After focusing on the suggestions offered, I realise that the one person who I am afraid will cut me down is my mother.
On one hand I am very much looking forward to spending proper time with my parents and siblings again. I know that if I ask for help, my mother will help where she can, and of course is thrilled that I’m finally moving back to Australia.
On the other hand, the relationship I have with my mother isn’t always such an easy one. The times when it’s been most difficult (to the point where I’ve had to stop contacting her altogether to self preserve), is when I’ve shown up authentically and either spoken my mind, or made big life decisions she hasn’t agreed with. In the latter case, she’s tried to stop me by either involving the entire extended family, and/or sent me endless messages telling me it’s not a good idea and that I will probably fail anyway (which until now hadn’t been the case).

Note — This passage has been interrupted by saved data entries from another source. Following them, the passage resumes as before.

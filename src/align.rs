use log::debug;

use crate::{
    band,
    config::AlignConfig,
    error::AlignError,
    full,
    mode::AlignMode,
    scoring::UNREACHABLE,
    task::AlignTask,
    trace::walk_back,
};

/// Symbols accepted at the alignment boundary.
pub const NUCLEOTIDES: &str = "ACGT";

/// Pairwise sequence alignment.
///
/// Both fields are empty rather than erroneous when no alignment
/// satisfies the band constraint; callers render that case with their
/// own "no alignment possible" text.
#[derive(Debug, Clone, Default, PartialEq, Eq)]
pub struct Alignment {
    /// Minimum edit cost between the two (truncated) sequences.
    /// * `None` when the pair has no alignment within the band.
    pub score: Option<i32>,
    /// The two gapped alignment strings. Equal in length; stripping the
    /// gap markers recovers the (truncated) inputs.
    /// * Present only when [`AlignTask::Path`] was requested and the
    ///   score is finite.
    pub aligned: Option<(String, String)>,
}

impl Alignment {
    /// Aligns two nucleotide sequences, returning an [`Alignment`].
    ///
    /// Inputs are validated (non-empty, alphabet-only) and truncated to
    /// the configured alignment length before any matrix is allocated.
    ///
    /// * @param `config`: [`AlignConfig`] configuration.
    /// * @param `seq1`: First sequence.
    /// * @param `seq2`: Second sequence.
    ///
    /// ### Example
    /// ```
    /// use nwalign::{align::Alignment, config::AlignConfig, task::AlignTask};
    ///
    /// let config = AlignConfig {
    ///     task: AlignTask::Path,
    ///     ..AlignConfig::default()
    /// };
    /// let result = Alignment::run(config, "AA", "AT").unwrap();
    /// assert_eq!(result.score, Some(-2));
    /// assert_eq!(result.aligned, Some(("AA".into(), "AT".into())));
    /// ```
    pub fn run(
        config: AlignConfig,
        seq1: impl AsRef<str>,
        seq2: impl AsRef<str>,
    ) -> Result<Self, AlignError> {
        let (seq1, seq2) = (seq1.as_ref(), seq2.as_ref());
        check_sequence(seq1)?;
        check_sequence(seq2)?;

        let seq1 = prefix(seq1, config.align_length);
        let seq2 = prefix(seq2, config.align_length);
        debug!(
            "aligning {} x {} symbols ({:?}, {:?})",
            seq1.len(),
            seq2.len(),
            config.mode,
            config.task
        );

        let (score, aligned) = match config.mode {
            AlignMode::Full => {
                let pass = full::fill(seq1, seq2, &config.scoring);
                let score = pass.scores[(seq1.len(), seq2.len())];
                let aligned = (config.task == AlignTask::Path)
                    .then(|| walk_back(&pass.steps, seq1, seq2));
                (Some(score), aligned)
            }
            AlignMode::Banded => {
                match band::fill(seq1, seq2, config.band_radius, &config.scoring) {
                    Some(pass) => {
                        let score = pass.scores[(seq1.len(), seq2.len())];
                        if score == UNREACHABLE {
                            (None, None)
                        } else {
                            let aligned = (config.task == AlignTask::Path)
                                .then(|| walk_back(&pass.steps, seq1, seq2));
                            (Some(score), aligned)
                        }
                    }
                    None => (None, None),
                }
            }
        };

        Ok(Self { score, aligned })
    }
}

/// Align every pair from `sequences`, computing the upper triangle of
/// the pair grid (including the diagonal) and leaving the lower
/// triangle empty: `result[i][j]` is `None` for `j < i`, since that
/// pair already appears at `result[j][i]`.
pub fn align_pairs<S: AsRef<str>>(
    config: &AlignConfig,
    sequences: &[S],
) -> Result<Vec<Vec<Option<Alignment>>>, AlignError> {
    let mut results = Vec::with_capacity(sequences.len());
    for (i, seq1) in sequences.iter().enumerate() {
        let mut row = Vec::with_capacity(sequences.len());
        for (j, seq2) in sequences.iter().enumerate() {
            if j < i {
                row.push(None);
            } else {
                row.push(Some(Alignment::run(config.clone(), seq1, seq2)?));
            }
        }
        results.push(row);
    }
    Ok(results)
}

fn check_sequence(seq: &str) -> Result<(), AlignError> {
    if seq.is_empty() {
        return Err(AlignError::EmptySequence);
    }
    match seq.chars().find(|symbol| !NUCLEOTIDES.contains(*symbol)) {
        Some(symbol) => Err(AlignError::UnknownSymbol(symbol)),
        None => Ok(()),
    }
}

/// Leading `limit` bytes of the sequence. Safe to slice bytewise: the
/// alphabet check has already confined the input to ASCII.
fn prefix(seq: &str, limit: Option<usize>) -> &[u8] {
    let bytes = seq.as_bytes();
    match limit {
        Some(limit) if limit < bytes.len() => &bytes[..limit],
        _ => bytes,
    }
}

My last experience spending time with her was a happier one, but the few times I posed a different viewpoint I was met with the same aggressive refusal to allow another opinion into the space.
After having done a lot of therapy, I have realised that are a lot of narcissistic personality traits in her family which I try to bear in mind when working out how to speak my mind/set boundaries. At this stage in my life (especially after having learnt so much with the flow collective and from life experience living in Europe), I am much more concerned about not showing up as my authentic self and not supporting my nervous system than constantly pleasing my mother.
Perhaps a goal could be something like “honouring my authentic self” and rocks could be *trusting myself with decision making *setting boundaries with people to honour my nervous system *speaking about my experiences and skills as though I were speaking about a good friend.
Answer:
Such good awareness! Your goals and rocks look wonderful. Don’t forget to celebrate you for making that shift from worrying about all of Australia judging you to noticing it’s a lot about your mother. That’s so much easier to work on. As you do, keep reminding yourself that relationships are just the thoughts we have about another person. With mothers, we generally have quite a story built up.
We also have power as adults to drop any parts of the story that aren’t serving us now. You have all the tools and maturity and confidence you need to create a different experience for you.
Make a list with one side being Facts and the other Thoughts. Go back through this submission and put each sentence into a category. Question everything. There is no judgement in this exercise, just be curious.
See what comes up and bring any questions back to AAC.